Towards novel cancer therapeutics : development of programmable, synthetic DNA polymers to inhibit tubulin polymerization

Abstract

Paclitaxel (Taxol®) is a microtubule stabilizer and an effective chemotherapeutic. Yet, it suffers from limitations, which oligonucleotide therapeutics might be able to address. Tubulin is a dimeric protein comprising α/β subunits which assemble into microtubules. It is a prominent cancer drug target and essential for to cell growth, division and stability, intracellular transport and cell cycle regulation. Paclitaxel's potent mechanism of action leads to hyper-stabilization of microtubules and ultimately, apoptosis.

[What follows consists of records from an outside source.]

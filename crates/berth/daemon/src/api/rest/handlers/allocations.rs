//! Purchase flow handlers: reserve, confirm, expire

use axum::{
    extract::{Path, State},
    http::StatusCode,
    Json,
};
use berth_control::ConfirmOutcome;
use berth_types::{FleetRecord, PaymentEvent, PendingAllocation, PlanId, SessionId};
use chrono::Utc;
use serde::{Deserialize, Serialize};

use super::caller::Caller;
use crate::api::rest::state::AppState;
use crate::error::{ApiError, ApiResult};

/// Request to reserve an identity for a purchase
#[derive(Debug, Deserialize)]
pub struct InitiateRequest {
    pub plan_id: String,

    /// Reuse an existing checkout session id; one is generated otherwise.
    #[serde(default)]
    pub session_id: Option<String>,
}

/// Reserve a name and port for a purchase that is about to be paid for
pub async fn initiate_allocation(
    State(state): State<AppState>,
    Caller(owner): Caller,
    Json(request): Json<InitiateRequest>,
) -> ApiResult<(StatusCode, Json<PendingAllocation>)> {
    if request.plan_id.trim().is_empty() {
        return Err(ApiError::BadRequest("plan_id must not be empty".into()));
    }
    let session = match request.session_id {
        Some(raw) if raw.trim().is_empty() => {
            return Err(ApiError::BadRequest("session_id must not be empty".into()))
        }
        Some(raw) => Some(SessionId::new(raw)),
        None => None,
    };

    let pending = state
        .engine
        .provisioner
        .initiate(owner, PlanId::new(request.plan_id), session)
        .await?;

    Ok((StatusCode::CREATED, Json(pending)))
}

/// Look up an allocation the caller owns
pub async fn get_allocation(
    State(state): State<AppState>,
    Caller(owner): Caller,
    Path(session_id): Path<String>,
) -> ApiResult<Json<PendingAllocation>> {
    let session = SessionId::new(session_id);
    let pending = state.engine.provisioner.allocation(&session).await?;
    // Do not reveal other owners' sessions.
    if pending.owner_id != owner {
        return Err(ApiError::NotFound(format!("allocation {}", session)));
    }
    Ok(Json(pending))
}

/// Result of handing a payment event to the provisioner
#[derive(Debug, Serialize)]
pub struct PaymentEventResponse {
    pub outcome: &'static str,
    #[serde(skip_serializing_if = "Option::is_none")]
    pub record: Option<FleetRecord>,
    #[serde(skip_serializing_if = "Option::is_none")]
    pub session_id: Option<SessionId>,
}

/// Accept a verified payment notification.
///
/// Redeliveries of an already-provisioned session answer 200 with the
/// existing record; a delivery racing an in-flight provisioning answers 202.
pub async fn payment_event(
    State(state): State<AppState>,
    Json(event): Json<PaymentEvent>,
) -> ApiResult<(StatusCode, Json<PaymentEventResponse>)> {
    let outcome = state.engine.provisioner.confirm(&event).await?;

    let response = match outcome {
        ConfirmOutcome::Provisioned(record) => (
            StatusCode::CREATED,
            PaymentEventResponse {
                outcome: "provisioned",
                record: Some(record),
                session_id: None,
            },
        ),
        ConfirmOutcome::Replayed(record) => (
            StatusCode::OK,
            PaymentEventResponse {
                outcome: "replayed",
                record: Some(record),
                session_id: None,
            },
        ),
        ConfirmOutcome::InProgress(session) => (
            StatusCode::ACCEPTED,
            PaymentEventResponse {
                outcome: "in_progress",
                record: None,
                session_id: Some(session),
            },
        ),
        ConfirmOutcome::Ignored => (
            StatusCode::ACCEPTED,
            PaymentEventResponse {
                outcome: "ignored",
                record: None,
                session_id: Some(event.session_id),
            },
        ),
    };

    Ok((response.0, Json(response.1)))
}

/// Allocations released by an expiry sweep
#[derive(Debug, Serialize)]
pub struct ExpireResponse {
    pub expired: Vec<PendingAllocation>,
}

/// Expire unconfirmed allocations past their deadline
pub async fn expire_allocations(State(state): State<AppState>) -> ApiResult<Json<ExpireResponse>> {
    let expired = state.engine.provisioner.expire_stale(Utc::now()).await?;
    Ok(Json(ExpireResponse { expired }))
}
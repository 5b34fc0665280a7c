//! Background sweeps

mod reconciler;

pub use reconciler::Scheduler;
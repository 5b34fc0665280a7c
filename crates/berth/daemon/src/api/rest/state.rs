//! Application state for API handlers

use berth_control::FleetEngine;
use tokio::sync::watch;

/// Shared application state
#[derive(Clone)]
pub struct AppState {
    /// The allocation and lifecycle engine
    pub engine: FleetEngine,

    /// Daemon version
    pub version: String,

    /// Daemon start time
    pub started_at: chrono::DateTime<chrono::Utc>,

    /// Graceful shutdown signal sender
    pub shutdown_tx: watch::Sender<bool>,
}

impl AppState {
    pub fn new(engine: FleetEngine, shutdown_tx: watch::Sender<bool>) -> Self {
        Self {
            engine,
            version: env!("CARGO_PKG_VERSION").to_string(),
            started_at: chrono::Utc::now(),
            shutdown_tx,
        }
    }

    /// Get uptime as a human-readable string
    pub fn uptime(&self) -> String {
        let secs = (chrono::Utc::now() - self.started_at).num_seconds();

        if secs < 60 {
            format!("{}s", secs)
        } else if secs < 3600 {
            format!("{}m {}s", secs / 60, secs % 60)
        } else if secs < 86400 {
            format!("{}h {}m", secs / 3600, (secs % 3600) / 60)
        } else {
            format!("{}d {}h", secs / 86400, (secs % 86400) / 3600)
        }
    }

    pub fn is_shutting_down(&self) -> bool {
        *self.shutdown_tx.borrow()
    }
}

But emerging resistance, undesirable properties as well as its environmentally destructive extraction, scarcity and astronomical price pose severe risks to it’s therapeutic success and highlight the pressing need for alternatives. Aptamers are versatile biological polymers made from nucleic acids, which fold into three-dimensional structures and can bind a broad range of targets, with affinity and specificity that rivals antibodies, while offering compelling advantages. Aptamers are versatile ‘chemical antibodies’ which can be synthesized and modified cost-effectively and rapidly in large quantities, are chemically benign and non-immunogenic. They are typically generated from a random pool of sequences by an iterative enrichment, called in vitro selection (SELEX) and have already found clinical success. In the motivation to overcome the under-addressed hurdles of chemotherapeutics, aptamers are explored as novel anti-mitotic agents. In this work, a population of previously published tubulin-binding aptamers with affinities in the low micromolar range are evaluated in in vitro drug discovery screening for the first time and a comprehensive analysis framework is developed for the rapid and robust characterization of nucleic acids as drug-like molecules. In vitro selection of more tightly-binding aptamers and a range of post-selection modification strategies are pursued. This involves development of a rapid prototyping template and a ligand-responsive anti-tubulin chimera. Furthermore, a novel polymeric miniature microtubule target is fabricated to facilitate epitope-specific selection of Paclitaxel-like binders.